Vandalismus trübt Erfolgsbilanz: Teichmühle-Chef trotz Störaktionen optimistisch
Teterow • Ein Jahr nach der Übernahme zieht Toni Martens, Betreiber der Teterower Teichmühle, eine grundsätzlich positive Bilanz. Die Gaststätte hat sich nach der Winterpause erfolgreich etabliert und verzeichnet wöchentlich steigende Gästezahlen. Allerdings überschatten wiederholte Vandalismusvorfälle den ansonsten gelungenen Neustart des Restaurants in der Mecklenburgischen Schweiz.
Störaktionen belasten den Restaurantbetrieb
In den vergangenen Wochen kam es zu mehreren unschönen Zwischenfällen. Unbekannte Täter versuchten, einen kleinen Tannenbaum an der Eingangstür zu entwenden, was aufgrund fester Befestigung misslang. Kürzlich verschwand zudem ein Werbeaufsteller spurlos. Besonders bedenklich war ein Vorfall, bei dem Gäste vorübergehend im Restaurant eingeschlossen wurden. Ein Aufsteller war von außen unter den Türdrücker geklemmt worden, was den Notausgang blockierte. Glücklicherweise bemerkten die anwesenden Gäste die Manipulation rechtzeitig, sodass die Tür noch geöffnet werden konnte.
Toni Martens zeigte sich verärgert über diese Aktionen: „Es ist kein Kavaliersdelikt“, betonte der 35-Jährige. Obwohl er keine Anzeige erstattete, thematisierte er den Schilderklau in sozialen Medien, um auf das Problem aufmerksam zu machen. Für den Gastronomen sind solche Vorfälle nicht nur materiell schädlich, sondern beeinträchtigen auch das Sicherheitsgefühl von Gästen und Personal.

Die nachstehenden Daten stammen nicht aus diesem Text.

impl Emitter {
    fn bug(&self, msg: impl Into<String>) -> Error {
        let mut e = Error::new("machine lowering", msg);
        if let Some(func) = self.func {
            e = e.in_func(func);
        }
        if let Some(loc) = self.loc {
            e = e.at(loc);
        }
        e
    }

    fn push(&mut self, mut instr: Instr) {
        instr.loc = self.loc;
        self.items.push(Item::Instr(instr));
    }

    fn comment(&mut self, text: impl Into<String>) {
        self.items.push(Item::Comment(text.into()));
    }

    fn top_level(&mut self, item: &asm::TopLevel) -> Result<(), Error> {
        match item {
            asm::TopLevel::Section(name) => {
                self.items.push(Item::Section(*name));
                Ok(())
            }
            asm::TopLevel::Func {
                name,
                global,
                body,
                ..
            } => self.function(*name, *global, body),
            asm::TopLevel::StaticVar {
                name,
                global,
                align,
                inits,
            } => {
                self.static_data(*name, *global, *align, inits);
                Ok(())
            }
            asm::TopLevel::StaticConst { name, align, inits } => {
                self.static_data(*name, false, *align, inits);
                Ok(())
            }
        }
    }

    fn static_data(&mut self, name: Id, global: bool, align: u32, inits: &[InitCell]) {
        if global {
            self.items.push(Item::Global(name));
        }
        self.items.push(Item::Align(align.max(1)));
        self.items.push(Item::Label(name));
        for cell in inits {
            match cell {
                InitCell::Char(v) => self.fill(1, *v as u8 as u64),
                InitCell::UChar(v) => self.fill(1, *v as u64),
                InitCell::Short(v) => self.fill(2, *v as u16 as u64),
                InitCell::UShort(v) => self.fill(2, *v as u64),
                InitCell::Int(v) | InitCell::Long(v) => self.fill(4, *v as u32 as u64),
                InitCell::UInt(v) | InitCell::ULong(v) => self.fill(4, *v as u64),
                InitCell::Zero(n) => self.items.push(Item::Space(*n)),
                InitCell::String(bytes) => {
                    // Byte strings appear as literal byte fills.
                    for b in bytes {
                        self.fill(1, *b as u64);
                    }
                }
                InitCell::Pointer(sym) => self.items.push(Item::Fill {
                    size: 4,
                    value: FillValue::Sym(*sym),
                }),
            }
        }
    }

    fn fill(&mut self, size: u32, value: u64) {
        self.items.push(Item::Fill {
            size,
            value: FillValue::Imm(value),
        });
    }

    fn function(&mut self, name: Id, global: bool, body: &[asm::Instruction]) -> Result<(), Error> {
        self.func = Some(name);
        // Debuggers step into the function at its first source line.
        self.loc = body.iter().find_map(|i| match i {
            asm::Instruction::Boundary(loc) => Some(*loc),
            _ => None,
        });
        if global {
            self.items.push(Item::Global(name));
        }
        self.items.push(Item::Label(name));
        self.comment("Function Prologue");
        if let Some(loc) = self.loc {
            self.comment(loc.to_string());
        }
        self.push(Instr::rri(MOp::Swa, Reg::Ra, Reg::Sp, -4));
        self.push(Instr::rri(MOp::Swa, Reg::Bp, Reg::Sp, -8));
        self.push(Instr::rri(MOp::SubI, Reg::Sp, Reg::Sp, 8));
        self.push(Instr::rr(MOp::Mov, Reg::Bp, Reg::Sp));
        for insn in body {
            self.instruction(insn)?;
        }
        self.func = None;
        self.loc = None;
        Ok(())
    }

    // ----- operand access -----

    /// Load an operand into a register, choosing the load variant from the
    /// operand kind and width.
    fn load(&mut self, op: &Operand, into: Reg) -> Result<(), Error> {
        match (&op.kind, op.ty) {
            (OpKind::Lit(v), _) => self.push(Instr::ri(MOp::MovI, into, *v)),
            (OpKind::Reg(r), _) => self.push(Instr::rr(MOp::Mov, into, *r)),
            (OpKind::Memory(base, off), ty) => {
                let op = match ty {
                    AsmType::Byte => MOp::Lba,
                    AsmType::Half => MOp::Lda,
                    _ => MOp::Lwa,
                };
                self.push(Instr::rri(op, into, *base, *off));
            }
            (OpKind::Data(label, addend), ty) => {
                let op = match ty {
                    AsmType::Byte => MOp::Lb,
                    AsmType::Half => MOp::Ld,
                    _ => MOp::Lw,
                };
                self.push(Instr::rl(op, into, *label, *addend));
            }
            (OpKind::Pseudo(name), _) | (OpKind::PseudoMem(name, _), _) => {
                return Err(self.bug(format!("pseudo operand '{name}' survived mapping")))
            }
        }
        Ok(())
    }

    /// Store a register into an operand, symmetric to [Self::load].
    fn store(&mut self, from: Reg, op: &Operand) -> Result<(), Error> {
        match (&op.kind, op.ty) {
            (OpKind::Reg(r), _) => self.push(Instr::rr(MOp::Mov, *r, from)),
            (OpKind::Memory(base, off), ty) => {
                let op = match ty {
                    AsmType::Byte => MOp::Sba,
                    AsmType::Half => MOp::Sda,
                    _ => MOp::Swa,
                };
                self.push(Instr::rri(op, from, *base, *off));
            }
            (OpKind::Data(label, addend), ty) => {
                let op = match ty {
                    AsmType::Byte => MOp::Sb,
                    AsmType::Half => MOp::Sd,
                    _ => MOp::Sw,
                };
                self.push(Instr::rl(op, from, *label, *addend));
            }
            (OpKind::Lit(_), _) => return Err(self.bug("store into a literal")),
            (OpKind::Pseudo(name), _) | (OpKind::PseudoMem(name, _), _) => {
                return Err(self.bug(format!("pseudo operand '{name}' survived mapping")))
            }
        }
        Ok(())
    }

    // ----- instructions -----

    fn instruction(&mut self, insn: &asm::Instruction) -> Result<(), Error> {
        use asm::Instruction as A;
        match insn {
            A::Boundary(loc) => {
                self.loc = Some(*loc);
                self.comment(loc.to_string());
                Ok(())
            }
            A::Label(name) => {
                self.items.push(Item::Label(*name));
                Ok(())
            }
            A::Mov { dst, src } => self.mov(dst, src),
            A::Unary { op, dst, src } => {
                self.load(src, SCRATCH1)?;
                match op {
                    UnOp::Complement => self.push(Instr::rr(MOp::Not, SCRATCH1, SCRATCH1)),
                    UnOp::Negate => {
                        self.push(Instr::rrr(MOp::Sub, SCRATCH1, Reg::R0, SCRATCH1))
                    }
                    UnOp::UnaryPlus => {}
                    UnOp::BoolNot => return Err(self.bug("unexpected boolean not")),
                }
                self.store(SCRATCH1, dst)
            }
            A::Binary {
                op,
                dst,
                src1,
                src2,
            } => self.binary(*op, dst, src1, src2),
            A::Cmp { src1, src2 } => {
                // A compare is a subtraction into the zero register; only
                // the flags survive.
                self.load(src1, SCRATCH1)?;
                self.load(src2, SCRATCH2)?;
                self.push(Instr::rrr(MOp::Sub, Reg::R0, SCRATCH1, SCRATCH2));
                Ok(())
            }
            A::Jump(target) => {
                self.absolute_jump(*target);
                Ok(())
            }
            A::CondJump(cond, target) => {
                // Branch over the absolute jump when the condition fails.
                self.push(Instr::i(branch_op(invert(*cond)), 2));
                self.absolute_jump(*target);
                Ok(())
            }
            A::Push(src) => {
                self.load(src, SCRATCH1)?;
                self.push(Instr::r(MOp::Push, SCRATCH1));
                Ok(())
            }
            A::Call(name) => {
                self.push(Instr::l(MOp::Call, *name));
                Ok(())
            }
            A::CallReg(fun) => {
                self.load(fun, SCRATCH1)?;
                self.push(Instr::r(MOp::CallR, SCRATCH1));
                Ok(())
            }
            A::Ret => {
                self.push(Instr::rr(MOp::Mov, Reg::Sp, Reg::Bp));
                self.push(Instr::rri(MOp::Lwa, Reg::Ra, Reg::Bp, 4));
                self.push(Instr::rri(MOp::Lwa, Reg::Bp, Reg::Bp, 0));
                self.push(Instr::rri(MOp::AddI, Reg::Sp, Reg::Sp, 8));
                self.push(Instr::new(MOp::Ret));
                Ok(())
            }
            A::GetAddress { dst, src } => self.get_address(dst, src),
            A::Load { ty, dst, ptr } => {
                self.load(ptr, SCRATCH1)?;
                let op = match ty {
                    AsmType::Byte => MOp::Lba,
                    AsmType::Half => MOp::Lda,
                    _ => MOp::Lwa,
                };
                self.push(Instr::rri(op, SCRATCH2, SCRATCH1, 0));
                self.store(SCRATCH2, dst)
            }
            A::Store { ty, ptr, src } => {
                self.load(src, SCRATCH2)?;
                self.load(ptr, SCRATCH1)?;
                let op = match ty {
                    AsmType::Byte => MOp::Sba,
                    AsmType::Half => MOp::Sda,
                    _ => MOp::Swa,
                };
                self.push(Instr::rri(op, SCRATCH2, SCRATCH1, 0));
                Ok(())
            }
            A::Trunc { bytes, dst, src } => {
                self.load(src, SCRATCH1)?;
                let op = match bytes {
                    1 => MOp::Tncb,
                    2 => MOp::Tncd,
                    other => return Err(self.bug(format!("truncation to {other} bytes"))),
                };
                self.push(Instr::rr(op, SCRATCH1, SCRATCH1));
                self.store(SCRATCH1, dst)
            }
            A::Extend { bytes, dst, src } => {
                self.load(src, SCRATCH1)?;
                let op = match bytes {
                    1 => MOp::Sxtb,
                    2 => MOp::Sxtd,
                    other => return Err(self.bug(format!("extension from {other} bytes"))),
                };
                self.push(Instr::rr(op, SCRATCH1, SCRATCH1));
                self.store(SCRATCH1, dst)
            }
        }
    }

    fn mov(&mut self, dst: &Operand, src: &Operand) -> Result<(), Error> {
        // Register and literal endpoints avoid the scratch round-trip.
        match (&dst.kind, &src.kind) {
            (OpKind::Reg(d), _) => return self.load(src, *d),
            (_, OpKind::Reg(s)) => return self.store(*s, dst),
            _ => {}
        }
        self.load(src, SCRATCH1)?;
        self.store(SCRATCH1, dst)
    }

    fn binary(
        &mut self,
        op: BinOp,
        dst: &Operand,
        src1: &Operand,
        src2: &Operand,
    ) -> Result<(), Error> {
        if op.needs_helper() {
            // Arguments in r1/r2, result read back from r1.
            self.load(src1, Reg::R1)?;
            self.load(src2, Reg::R2)?;
            self.push(Instr::l(MOp::Call, helper_name(op)));
            return self.store(Reg::R1, dst);
        }
        // In-place register adjustment, e.g. the stack-pointer bumps around
        // calls and frames.
        if let (OpKind::Reg(d), OpKind::Reg(s), OpKind::Lit(imm)) =
            (&dst.kind, &src1.kind, &src2.kind)
        {
            if d == s {
                self.push(Instr::rri(imm_op(op), *d, *s, *imm));
                return Ok(());
            }
        }
        self.load(src1, SCRATCH1)?;
        if let OpKind::Lit(imm) = src2.kind {
            self.push(Instr::rri(imm_op(op), SCRATCH1, SCRATCH1, imm));
        } else {
            self.load(src2, SCRATCH2)?;
            self.push(Instr::rrr(reg_op(op), SCRATCH1, SCRATCH1, SCRATCH2));
        }
        self.store(SCRATCH1, dst)
    }

    fn get_address(&mut self, dst: &Operand, src: &Operand) -> Result<(), Error> {
        match &src.kind {
            OpKind::Memory(base, off) => {
                self.push(Instr::rri(MOp::AddI, SCRATCH1, *base, *off));
            }
            OpKind::Data(label, addend) => {
                // The data address is computed PC-relative so the code is
                // position-independent: `br rX, r0` captures the program
                // counter and falls through.
                self.push(Instr::rl(MOp::MovI, SCRATCH1, *label, *addend));
                self.push(Instr::rr(MOp::Br, SCRATCH2, Reg::R0));
                self.push(Instr::rrr(MOp::Add, SCRATCH1, SCRATCH1, SCRATCH2));
            }
            other => return Err(self.bug(format!("address of operand {other:?}"))),
        }
        self.store(SCRATCH1, dst)
    }

    fn absolute_jump(&mut self, target: Id) {
        self.push(Instr::rl(MOp::MovI, SCRATCH1, target, 0));
        self.push(Instr::rr(MOp::Br, Reg::R0, SCRATCH1));
    }
}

Positiver Neustart trotz anfänglicher Hürden
Seit April 2025 führt Toni Martens die ehemalige „Stadtmühle“ unter dem neuen Namen „Teterower Teichmühle“. Die Umbenennung war bewusst gewählt, da sich die Anfangsbuchstaben auf Martens und seinen damaligen Partner bezogen. Anfangs bereitete der neue Name jedoch Schwierigkeiten: „Es war knifflig, den Namen des Restaurants durchzubringen“, erklärt Martens. Bei Internetsuchen erschien häufig der Vermerk „geschlossen“, was auf die frühere Betriebsphase zurückzuführen war.
Doch diese Hürde wurde überwunden. Nach der Winterpause, die am 15. Januar endete, steigerte sich der Gästeandrang kontinuierlich. Die Teterower Bevölkerung hat den Neustart gut angenommen und gibt viel positives Feedback. Mittlerweile zählt das Restaurant sogar Stammgäste, was Martens besonders freut.
Gäste lassen sich nicht von Preisen einschränken
Ein erfreulicher Aspekt für den Gastronomen ist das Bestellverhalten der Kunden. Trotz allgemeiner Teuerungen im Alltag beobachtet Martens keine Zurückhaltung bei den Gästen: „Wenn sie hierher kommen, dann bestellen sie das, worauf sie Appetit haben und nicht, was das preiswerteste Gericht ist.“ Dies deutet auf eine hohe Zufriedenheit mit dem gastronomischen Angebot und eine wertschätzende Kundschaft hin.
Die Öffnungszeiten der Teichmühle sind gastfreundlich gestaltet: Von 11.30 Uhr bis 21 Uhr können Besucher die Atmosphäre des renovierten Gebäudes genießen. Mitarbeiterin Liane Böttner und Chef Toni Martens freuen sich auf jeden Gast – auch wenn sie wachsam gegenüber weiteren Vandalismusakten bleiben müssen.
Insgesamt überwiegt für Toni Martens die positive Entwicklung. Die Störaktionen trüben zwar die Bilanz, können den Erfolg des ersten Jahres aber nicht schmälern. Die Teichmühle hat sich als feste Größe in Teterows Gastronomielandschaft etabliert und blickt optimistisch in die Zukunft.